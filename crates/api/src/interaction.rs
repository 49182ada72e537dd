use crate::Bot;
use db::Store;
use ed25519_dalek::{Signature, VerifyingKey};
use http_body_util::{BodyExt, Full};
use hyper::{
    body::{Body, Bytes},
    header::{HeaderValue, CONTENT_TYPE},
    Method, Request, Response, StatusCode,
};

/// Checks Discord's Ed25519 signature over `timestamp || body`.
pub fn verify(key: &VerifyingKey, signature: &str, timestamp: &str, body: &[u8]) -> Result<(), StatusCode> {
    let mut bytes = [0; Signature::BYTE_SIZE];
    hex::decode_to_slice(signature, &mut bytes).map_err(|_| StatusCode::BAD_REQUEST)?;
    let signature = Signature::from_bytes(&bytes);

    let mut message = Vec::with_capacity(timestamp.len() + body.len());
    message.extend_from_slice(timestamp.as_bytes());
    message.extend_from_slice(body);

    key.verify_strict(&message, &signature).map_err(|_| StatusCode::UNAUTHORIZED)
}

pub async fn try_respond<B, S>(
    req: Request<B>,
    bot: &Bot<S>,
    key: &VerifyingKey,
) -> Result<Response<Full<Bytes>>, StatusCode>
where
    B: Body,
    S: Store,
{
    // For now, we only allow requests from the root endpoint.
    if req.method() != Method::POST || req.uri().path() != "/" {
        return Err(StatusCode::NOT_FOUND);
    }

    // Retrieve security headers
    let (parts, body) = req.into_parts();
    let maybe_sig = parts.headers.get("X-Signature-Ed25519").and_then(|val| val.to_str().ok());
    let maybe_time = parts.headers.get("X-Signature-Timestamp").and_then(|val| val.to_str().ok());
    let (sig, timestamp) = maybe_sig.zip(maybe_time).ok_or(StatusCode::BAD_REQUEST)?;

    // Validate the challenge
    let payload = body.collect().await.map_err(|_| StatusCode::INTERNAL_SERVER_ERROR)?.to_bytes();
    verify(key, sig, timestamp, &payload)?;

    // Parse incoming interaction
    let interaction = serde_json::from_slice(&payload).map_err(|_| StatusCode::BAD_REQUEST)?;
    drop(payload);

    // Construct new body
    let reply = bot.on_interaction(interaction).await;
    let bytes = serde_json::to_vec(&reply).map_err(|_| StatusCode::INTERNAL_SERVER_ERROR)?;

    let mut res = Response::new(Full::new(Bytes::from(bytes)));
    assert!(res.headers_mut().insert(CONTENT_TYPE, HeaderValue::from_static("application/json")).is_none());
    Ok(res)
}

#[cfg(test)]
mod tests {
    use super::{try_respond, verify};
    use crate::Bot;
    use db::memory::Memory;
    use ed25519_dalek::{Signer, SigningKey};
    use http_body_util::{BodyExt, Full};
    use hyper::{body::Bytes, Method, Request, StatusCode};

    const PING: &str = r#"{"id":"1","application_id":"2","type":1,"token":"abc","authorizing_integration_owners":{}}"#;

    fn signing_key() -> SigningKey {
        SigningKey::from_bytes(&[7; 32])
    }

    fn sign(key: &SigningKey, timestamp: &str, body: &str) -> String {
        let message = [timestamp.as_bytes(), body.as_bytes()].concat();
        hex::encode(key.sign(&message).to_bytes())
    }

    fn request(method: Method, path: &str, signature: Option<&str>, body: &str) -> Request<Full<Bytes>> {
        let mut builder = Request::builder().method(method).uri(path).header("X-Signature-Timestamp", "1700000000");
        if let Some(signature) = signature {
            builder = builder.header("X-Signature-Ed25519", signature);
        }
        builder.body(Full::new(Bytes::from(body.to_owned()))).unwrap()
    }

    #[test]
    fn signatures() {
        let key = signing_key();
        let public = key.verifying_key();
        let signature = sign(&key, "123", "{}");
        assert_eq!(verify(&public, &signature, "123", b"{}"), Ok(()));
        assert_eq!(verify(&public, &signature, "124", b"{}"), Err(StatusCode::UNAUTHORIZED));
        assert_eq!(verify(&public, &signature, "123", b"{ }"), Err(StatusCode::UNAUTHORIZED));
        assert_eq!(verify(&public, "zz", "123", b"{}"), Err(StatusCode::BAD_REQUEST));
        assert_eq!(verify(&public, &signature[2..], "123", b"{}"), Err(StatusCode::BAD_REQUEST));
    }

    #[tokio::test(flavor = "current_thread")]
    async fn signed_ping() {
        let key = signing_key();
        let bot = Bot::new(Memory::default(), model::TTL);
        let signature = sign(&key, "1700000000", PING);

        let res = try_respond(request(Method::POST, "/", Some(&signature), PING), &bot, &key.verifying_key())
            .await
            .unwrap();
        assert_eq!(res.headers()["Content-Type"], "application/json");

        let body = res.into_body().collect().await.unwrap().to_bytes();
        let reply: serde_json::Value = serde_json::from_slice(&body).unwrap();
        assert_eq!(reply["type"], 1);
    }

    #[tokio::test(flavor = "current_thread")]
    async fn rejected_requests() {
        let key = signing_key();
        let public = key.verifying_key();
        let bot = Bot::new(Memory::default(), model::TTL);
        let signature = sign(&key, "1700000000", PING);

        let status = |res: Result<_, StatusCode>| res.err();
        let req = request(Method::GET, "/", Some(&signature), PING);
        assert_eq!(status(try_respond(req, &bot, &public).await), Some(StatusCode::NOT_FOUND));

        let req = request(Method::POST, "/other", Some(&signature), PING);
        assert_eq!(status(try_respond(req, &bot, &public).await), Some(StatusCode::NOT_FOUND));

        let req = request(Method::POST, "/", None, PING);
        assert_eq!(status(try_respond(req, &bot, &public).await), Some(StatusCode::BAD_REQUEST));

        let forged = sign(&SigningKey::from_bytes(&[8; 32]), "1700000000", PING);
        let req = request(Method::POST, "/", Some(&forged), PING);
        assert_eq!(status(try_respond(req, &bot, &public).await), Some(StatusCode::UNAUTHORIZED));

        let garbage = "not json";
        let signature = sign(&key, "1700000000", garbage);
        let req = request(Method::POST, "/", Some(&signature), garbage);
        assert_eq!(status(try_respond(req, &bot, &public).await), Some(StatusCode::BAD_REQUEST));
    }
}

§ **Task description**:
Each record needs to be given again exactly.

§ **Result of this task**:
filename crates/api/src/interaction.rs
repository 49182ada72e537dd
use crate::Bot;
use db::Store;
use ed25519_dalek::{Signature, VerifyingKey};
use http_body_util::{BodyExt, Full};
use hyper::{
    body::{Body, Bytes},
    header::{HeaderValue, CONTENT_TYPE},
    Method, Request, Response, StatusCode,
};

/// Checks Discord's Ed25519 signature over `timestamp || body`.
pub fn verify(key: &VerifyingKey, signature: &str, timestamp: &str, body: &[u8]) -> Result<(), StatusCode> {
    let mut bytes = [0; Signature::BYTE_SIZE];
    hex::decode_to_slice(signature, &mut bytes).map_err(|_| StatusCode::BAD_REQUEST)?;
    let signature = Signature::from_bytes(&bytes);

    let mut message = Vec::with_capacity(timestamp.len() + body.len());
    message.extend_from_slice(timestamp.as_bytes());
    message.extend_from_slice(body);

    key.verify_strict(&message, &signature).map_err(|_| StatusCode::UNAUTHORIZED)
}

pub async fn try_respond<B, S>(
    req: Request<B>,
    bot: &Bot<S>,
    key: &VerifyingKey,
) -> Result<Response<Full<Bytes>>, StatusCode>
where
    B: Body,
    S: Store,
{
    // For now, we only allow requests from the root endpoint.
    if req.method() != Method::POST || req.uri().path() != "/" {
        return Err(StatusCode::NOT_FOUND);
    }

    // Retrieve security headers
    let (parts, body) = req.into_parts();
    let maybe_sig = parts.headers.get("X-Signature-Ed25519").and_then(|val| val.to_str().ok());
    let maybe_time = parts.headers.get("X-Signature-Timestamp").and_then(|val| val.to_str().ok());
    let (sig, timestamp) = maybe_sig.zip(maybe_time).ok_or(StatusCode::BAD_REQUEST)?;

    // Validate the challenge
    let payload = body.collect().await.map_err(|_| StatusCode::INTERNAL_SERVER_ERROR)?.to_bytes();
    verify(key, sig, timestamp, &payload)?;

    // Parse incoming interaction
    let interaction = serde_json::from_slice(&payload).map_err(|_| StatusCode::BAD_REQUEST)?;
    drop(payload);

    // Construct new body
    let reply = bot.on_interaction(interaction).await;
    let bytes = serde_json::to_vec(&reply).map_err(|_| StatusCode::INTERNAL_SERVER_ERROR)?;

    let mut res = Response::new(Full::new(Bytes::from(bytes)));
    assert!(res.headers_mut().insert(CONTENT_TYPE, HeaderValue::from_static("application/json")).is_none());
    Ok(res)
}

#[cfg(test)]
mod tests {
    use super::{try_respond, verify};
    use crate::Bot;
    use db::memory::Memory;
    use ed25519_dalek::{Signer, SigningKey};
    use http_body_util::{BodyExt, Full};
    use hyper::{body::Bytes, Method, Request, StatusCode};

    const PING: &str = r#"{"id":"1","application_id":"2","type":1,"token":"abc","authorizing_integration_owners":{}}"#;

    fn signing_key() -> SigningKey {
        SigningKey::from_bytes(&[7; 32])
    }

    fn sign(key: &SigningKey, timestamp: &str, body: &str) -> String {
        let message = [timestamp.as_bytes(), body.as_bytes()].concat();
        hex::encode(key.sign(&message).to_bytes())
    }

    fn request(method: Method, path: &str, signature: Option<&str>, body: &str) -> Request<Full<Bytes>> {
        let mut builder = Request::builder().method(method).uri(path).header("X-Signature-Timestamp", "1700000000");
        if let Some(signature) = signature {
            builder = builder.header("X-Signature-Ed25519", signature);
        }
        builder.body(Full::new(Bytes::from(body.to_owned()))).unwrap()
    }

    #[test]
    fn signatures() {
        let key = signing_key();
        let public = key.verifying_key();
        let signature = sign(&key, "123", "{}");
        assert_eq!(verify(&public, &signature, "123", b"{}"), Ok(()));
        assert_eq!(verify(&public, &signature, "124", b"{}"), Err(StatusCode::UNAUTHORIZED));
        assert_eq!(verify(&public, &signature, "123", b"{ }"), Err(StatusCode::UNAUTHORIZED));
        assert_eq!(verify(&public, "zz", "123", b"{}"), Err(StatusCode::BAD_REQUEST));
        assert_eq!(verify(&public, &signature[2..], "123", b"{}"), Err(StatusCode::BAD_REQUEST));
    }

    #[tokio::test(flavor = "current_thread")]
    async fn signed_ping() {
        let key = signing_key();
        let bot = Bot::new(Memory::default(), model::TTL);
        let signature = sign(&key, "1700000000", PING);

        let res = try_respond(request(Method::POST, "/", Some(&signature), PING), &bot, &key.verifying_key())
            .await
            .unwrap();
        assert_eq!(res.headers()["Content-Type"], "application/json");

        let body = res.into_body().collect().await.unwrap().to_bytes();
        let reply: serde_json::Value = serde_json::from_slice(&body).unwrap();
        assert_eq!(reply["type"], 1);
    }

    #[tokio::test(flavor = "current_thread")]
    async fn rejected_requests() {
        let key = signing_key();
        let public = key.verifying_key();
        let bot = Bot::new(Memory::default(), model::TTL);
        let signature = sign(&key, "1700000000", PING);

        let status = |res: Result<_, StatusCode>| res.err();
        let req = request(Method::GET, "/", Some(&signature), PING);
        assert_eq!(status(try_respond(req, &bot, &public).await), Some(StatusCode::NOT_FOUND));

        let req = request(Method::POST, "/other", Some(&signature), PING);
        assert_eq!(status(try_respond(req, &bot, &public).await), Some(StatusCode::NOT_FOUND));

        let req = request(Method::POST, "/", None, PING);
        assert_eq!(status(try_respond(req, &bot, &public).await), Some(StatusCode::BAD_REQUEST));

        let forged = sign(&SigningKey::from_bytes(&[8; 32]), "1700000000", PING);
        let req = request(Method::POST, "/", Some(&forged), PING);
        assert_eq!(status(try_respond(req, &bot, &public).await), Some(StatusCode::UNAUTHORIZED));

        let garbage = "not json";
        let signature = sign(&key, "1700000000", garbage);
        let req = request(Method::POST, "/", Some(&signature), garbage);
        assert_eq!(status(try_respond(req, &bot, &public).await), Some(StatusCode::BAD_REQUEST));
    }
}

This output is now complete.